Amor em tempos digitais
Vínculos líquidos podem ser esconderijos fáceis para as cotidianas fugas dos encontros com os nossos próprios espelhos
“Relacionar-se é caminhar na neblina, sem certezas sobre nada.”
A frase escrita por Baumaun, renomado sociólogo e filósofo polonês, está em perfeita sintonia com os ensinamentos de Jacques Lacan, psicanalista francês que revolucionou os estudos freudianos após a segunda guerra mundial.
Para Lacan, “amar é dar aquilo que não se tem para quem não o quer”. A profundidade da fala de Lacan, inspirada em O Banquete, de Platão, nos diz muito e foi objeto de grandes publicações e estudos psicanalíticos e filosóficos.
Se amar é dar o que não se tem, é preciso estar em “falta” para expressar o amor. Na linha da psicanálise lacaniana, o sujeito que está em falta é aquele que renuncia às inconscientes zonas de conforto para se revelar ao Outro a partir dos laços da verdadeira intimidade, sem saber ao certo o que o Outro fará com essas revelações.
Criar intimidade e ser visto pode ser, por demais, angustiante. Não é fácil se despir das máscaras que sustentam jogos de poder inconscientes para permitir que o Outro saiba realmente quem somos.
Por outro lado, temos visto nos tempos de amores digitais que a oferta de pessoas disponíveis para preencher o vazio existencial que carregamos aparenta ser farta. Basta um clique em aplicativos ou curtidas em redes sociais para que se revelem pessoas a todo canto: belas, filtradas, divertidas. Ao primeiro clique, tudo parece fantástico.
O questionamento que fica é: em tempos digitais, temos observado, em nossas interações pessoais, pessoas dispostas a criar vínculos estáveis de intimidade sem cancelar, excluir ou apagar o Outro por não ser assim tão perfeito quanto aparentava ser ao primeiro clique?
Para essa resposta, voltemos à Bauman, que já tecia críticas ao denominado “amor líquido”, termo que cunhou para designar os relacionamentos descartáveis. Com tantas ofertas digitais de novas pessoas, investir em um único relacionamento estável pode parecer utopia para muitos. Ao primeiro sinal de desconforto, trocam-se os amores como trocam-se as roupas, sem que a verdadeira beleza que os relacionamentos interpessoais nos trazem seja revelada. Lembremos, relacionamento amoroso é material de estudo. Quais vêm sendo os nossos aprendizados nessa matéria da faculdade da vida? Nossas fontes de estudo para o autoconhecimento são as nossas interações pessoais. É exatamente por isso que os vínculos líquidos podem ser esconderijos fáceis para as cotidianas fugas dos encontros com os nossos próprios espelhos, afinal, nos vemos no Outro. E a qualidade do que estamos vendo, pode e deve ser questionada.
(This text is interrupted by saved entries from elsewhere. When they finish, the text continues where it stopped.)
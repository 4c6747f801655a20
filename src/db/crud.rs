// src/db/crud.rs

// Repositório genérico: o mesmo conjunto de operações para todas as tabelas
// simples. Cada entidade descreve sua tabela via `CrudEntity`.

use std::marker::PhantomData;

use sqlx::{postgres::PgRow, Executor, FromRow, PgPool, Postgres, QueryBuilder};

use crate::{
    common::{
        db_utils::map_constraint_violation,
        error::{AppError, Resource},
    },
    models::{
        auth::User,
        catalog::{Category, CategoryPayload, Status, StatusPayload},
        company::{Company, CompanyPayload},
        feedback::Feedback,
        EntityId, INITIAL_STATUS_ID,
    },
};

/// Valor gravável de uma coluna.
#[derive(Debug, Clone, PartialEq)]
pub enum FieldValue {
    Text(String),
    Id(EntityId),
    OptionalId(Option<EntityId>),
}

impl FieldValue {
    fn push_to(self, builder: &mut QueryBuilder<'static, Postgres>) {
        match self {
            FieldValue::Text(v) => builder.push_bind(v),
            FieldValue::Id(v) => builder.push_bind(v),
            FieldValue::OptionalId(v) => builder.push_bind(v),
        };
    }
}

pub trait CrudEntity: for<'r> FromRow<'r, PgRow> + Send + Unpin + 'static {
    const TABLE: &'static str;
    const RESOURCE: Resource;

    /// Coluna de `feedbacks` que aponta para esta entidade.
    /// Quando definida, o delete só acontece se nenhum feedback a usa.
    const FEEDBACK_REFERENCE: Option<&'static str> = None;

    /// Registros que o sistema assume existirem; nunca são excluídos.
    const PROTECTED_IDS: &'static [EntityId] = &[];

    type Fields: Send + Sync;

    /// Pares (coluna, valor), na ordem em que serão gravados.
    fn field_values(fields: &Self::Fields) -> Vec<(&'static str, FieldValue)>;
}

pub struct CrudRepository<T> {
    pool: PgPool,
    _entity: PhantomData<fn() -> T>,
}

// derive(Clone) exigiria T: Clone
impl<T> Clone for CrudRepository<T> {
    fn clone(&self) -> Self {
        Self {
            pool: self.pool.clone(),
            _entity: PhantomData,
        }
    }
}

impl<T: CrudEntity> CrudRepository<T> {
    pub fn new(pool: PgPool) -> Self {
        Self {
            pool,
            _entity: PhantomData,
        }
    }

    pub async fn list<'e, E>(&self, executor: E) -> Result<Vec<T>, AppError>
    where
        E: Executor<'e, Database = Postgres>,
    {
        let sql = format!("SELECT * FROM {} ORDER BY id ASC", T::TABLE);
        let rows = sqlx::query_as::<_, T>(&sql).fetch_all(executor).await?;
        Ok(rows)
    }

    pub async fn find_by_id<'e, E>(&self, executor: E, id: EntityId) -> Result<Option<T>, AppError>
    where
        E: Executor<'e, Database = Postgres>,
    {
        let sql = format!("SELECT * FROM {} WHERE id = $1", T::TABLE);
        let row = sqlx::query_as::<_, T>(&sql)
            .bind(id)
            .fetch_optional(executor)
            .await?;
        Ok(row)
    }

    /// Igual ao `find_by_id`, mas já falha com `NotFound`.
    pub async fn get<'e, E>(&self, executor: E, id: EntityId) -> Result<T, AppError>
    where
        E: Executor<'e, Database = Postgres>,
    {
        self.find_by_id(executor, id)
            .await?
            .ok_or(AppError::NotFound(T::RESOURCE))
    }

    /// Busca a linha travando-a até o fim da transação (`FOR UPDATE`).
    pub async fn lock_by_id<'e, E>(&self, executor: E, id: EntityId) -> Result<T, AppError>
    where
        E: Executor<'e, Database = Postgres>,
    {
        let sql = format!("SELECT * FROM {} WHERE id = $1 FOR UPDATE", T::TABLE);
        sqlx::query_as::<_, T>(&sql)
            .bind(id)
            .fetch_optional(executor)
            .await?
            .ok_or(AppError::NotFound(T::RESOURCE))
    }

    pub async fn create<'e, E>(&self, executor: E, fields: &T::Fields) -> Result<T, AppError>
    where
        E: Executor<'e, Database = Postgres>,
    {
        let values = T::field_values(fields);

        let mut builder = QueryBuilder::new(format!("INSERT INTO {} (", T::TABLE));
        builder.push(
            values
                .iter()
                .map(|(column, _)| *column)
                .collect::<Vec<_>>()
                .join(", "),
        );
        builder.push(") VALUES (");
        for (i, (_, value)) in values.into_iter().enumerate() {
            if i > 0 {
                builder.push(", ");
            }
            value.push_to(&mut builder);
        }
        builder.push(") RETURNING *");

        builder
            .build_query_as::<T>()
            .fetch_one(executor)
            .await
            .map_err(map_constraint_violation)
    }

    pub async fn update<'e, E>(
        &self,
        executor: E,
        id: EntityId,
        fields: &T::Fields,
    ) -> Result<T, AppError>
    where
        E: Executor<'e, Database = Postgres>,
    {
        let mut builder = QueryBuilder::new(format!("UPDATE {} SET ", T::TABLE));
        for (column, value) in T::field_values(fields) {
            builder.push(column).push(" = ");
            value.push_to(&mut builder);
            builder.push(", ");
        }
        builder.push("updated_at = NOW() WHERE id = ");
        builder.push_bind(id);
        builder.push(" RETURNING *");

        builder
            .build_query_as::<T>()
            .fetch_optional(executor)
            .await
            .map_err(map_constraint_violation)?
            .ok_or(AppError::NotFound(T::RESOURCE))
    }

    /// Apaga a linha e devolve o id apagado.
    /// Trava a linha antes de contar as referências, assim um feedback
    /// inserido em paralelo não escapa da verificação.
    pub async fn delete(&self, id: EntityId) -> Result<EntityId, AppError> {
        if T::PROTECTED_IDS.contains(&id) {
            return Err(AppError::ProtectedRecord(T::RESOURCE));
        }

        let mut tx = self.pool.begin().await?;

        self.lock_by_id(&mut *tx, id).await?;

        if let Some(column) = T::FEEDBACK_REFERENCE {
            let sql = format!("SELECT COUNT(*) FROM feedbacks WHERE {} = $1", column);
            let count: i64 = sqlx::query_scalar::<_, i64>(&sql).bind(id).fetch_one(&mut *tx).await?;

            if count > 0 {
                return Err(AppError::ReferencedByFeedback {
                    resource: T::RESOURCE,
                    count,
                });
            }
        }

        let sql = format!("DELETE FROM {} WHERE id = $1", T::TABLE);
        sqlx::query(&sql)
            .bind(id)
            .execute(&mut *tx)
            .await
            .map_err(map_constraint_violation)?;

        tx.commit().await?;
        Ok(id)
    }
}

// =============================================================================
//  ESQUEMAS DAS ENTIDADES
// =============================================================================

impl CrudEntity for Category {
    const TABLE: &'static str = "categories";
    const RESOURCE: Resource = Resource::Category;
    const FEEDBACK_REFERENCE: Option<&'static str> = Some("category_id");

    type Fields = CategoryPayload;

    fn field_values(fields: &Self::Fields) -> Vec<(&'static str, FieldValue)> {
        vec![
            ("name", FieldValue::Text(fields.type_category.clone())),
            ("color", FieldValue::Text(fields.color_category.clone())),
        ]
    }
}

impl CrudEntity for Status {
    const TABLE: &'static str = "statuses";
    const RESOURCE: Resource = Resource::Status;
    const FEEDBACK_REFERENCE: Option<&'static str> = Some("status_id");
    const PROTECTED_IDS: &'static [EntityId] = &[INITIAL_STATUS_ID];

    type Fields = StatusPayload;

    fn field_values(fields: &Self::Fields) -> Vec<(&'static str, FieldValue)> {
        vec![
            ("name", FieldValue::Text(fields.type_status.clone())),
            ("color", FieldValue::Text(fields.color_status.clone())),
        ]
    }
}

// TODO: empresas ainda são apagadas sem checar feedbacks (cascata no banco)
impl CrudEntity for Company {
    const TABLE: &'static str = "companies";
    const RESOURCE: Resource = Resource::Company;

    type Fields = CompanyPayload;

    fn field_values(fields: &Self::Fields) -> Vec<(&'static str, FieldValue)> {
        vec![
            ("name", FieldValue::Text(fields.name.clone())),
            ("email", FieldValue::Text(fields.email.clone())),
            ("cnpj", FieldValue::Text(fields.cnpj.clone())),
        ]
    }
}

/// Colunas graváveis de `users`. A senha já chega com hash.
#[derive(Debug, Clone)]
pub struct UserFields {
    pub email: String,
    pub password_hash: String,
    pub company_id: Option<EntityId>,
}

impl CrudEntity for User {
    const TABLE: &'static str = "users";
    const RESOURCE: Resource = Resource::User;

    type Fields = UserFields;

    fn field_values(fields: &Self::Fields) -> Vec<(&'static str, FieldValue)> {
        vec![
            ("email", FieldValue::Text(fields.email.clone())),
            ("password_hash", FieldValue::Text(fields.password_hash.clone())),
            ("company_id", FieldValue::OptionalId(fields.company_id)),
        ]
    }
}

/// Colunas graváveis de `feedbacks`.
#[derive(Debug, Clone)]
pub struct FeedbackFields {
    pub title: String,
    pub description: String,
    pub user_id: EntityId,
    pub company_id: EntityId,
    pub category_id: EntityId,
    pub status_id: EntityId,
}

impl CrudEntity for Feedback {
    const TABLE: &'static str = "feedbacks";
    const RESOURCE: Resource = Resource::Feedback;

    type Fields = FeedbackFields;

    fn field_values(fields: &Self::Fields) -> Vec<(&'static str, FieldValue)> {
        vec![
            ("title", FieldValue::Text(fields.title.clone())),
            ("description", FieldValue::Text(fields.description.clone())),
            ("user_id", FieldValue::Id(fields.user_id)),
            ("company_id", FieldValue::Id(fields.company_id)),
            ("category_id", FieldValue::Id(fields.category_id)),
            ("status_id", FieldValue::Id(fields.status_id)),
        ]
    }
}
A partir de toda essa perspectiva, outros desdobramentos nos visitam. A hiperexposição nas redes sociais de vidas perfeitas, tantas vezes criadas para esconder angústias ocultas em realidades montadas para agradar ao Outro, são atrativos perfeitos para stalkers, que fantasiam e desejam possuir pessoas idealizadas.
Basta um clique para que o stalker saiba tudo sobre a vida da sua presa, o que pode levar a perseguições obsessivas para acompanhar a realidade virtual de alguém que talvez sequer seja como aparenta.
Lembramos, aqui, que perseguir alguém de forma reiterada é crime. Mas para além das violências às intimidades virtuais expostas, cabe – e sempre caberá – nos questionar se em tempos de amor virtual, estamos nos permitindo amar e ser livres.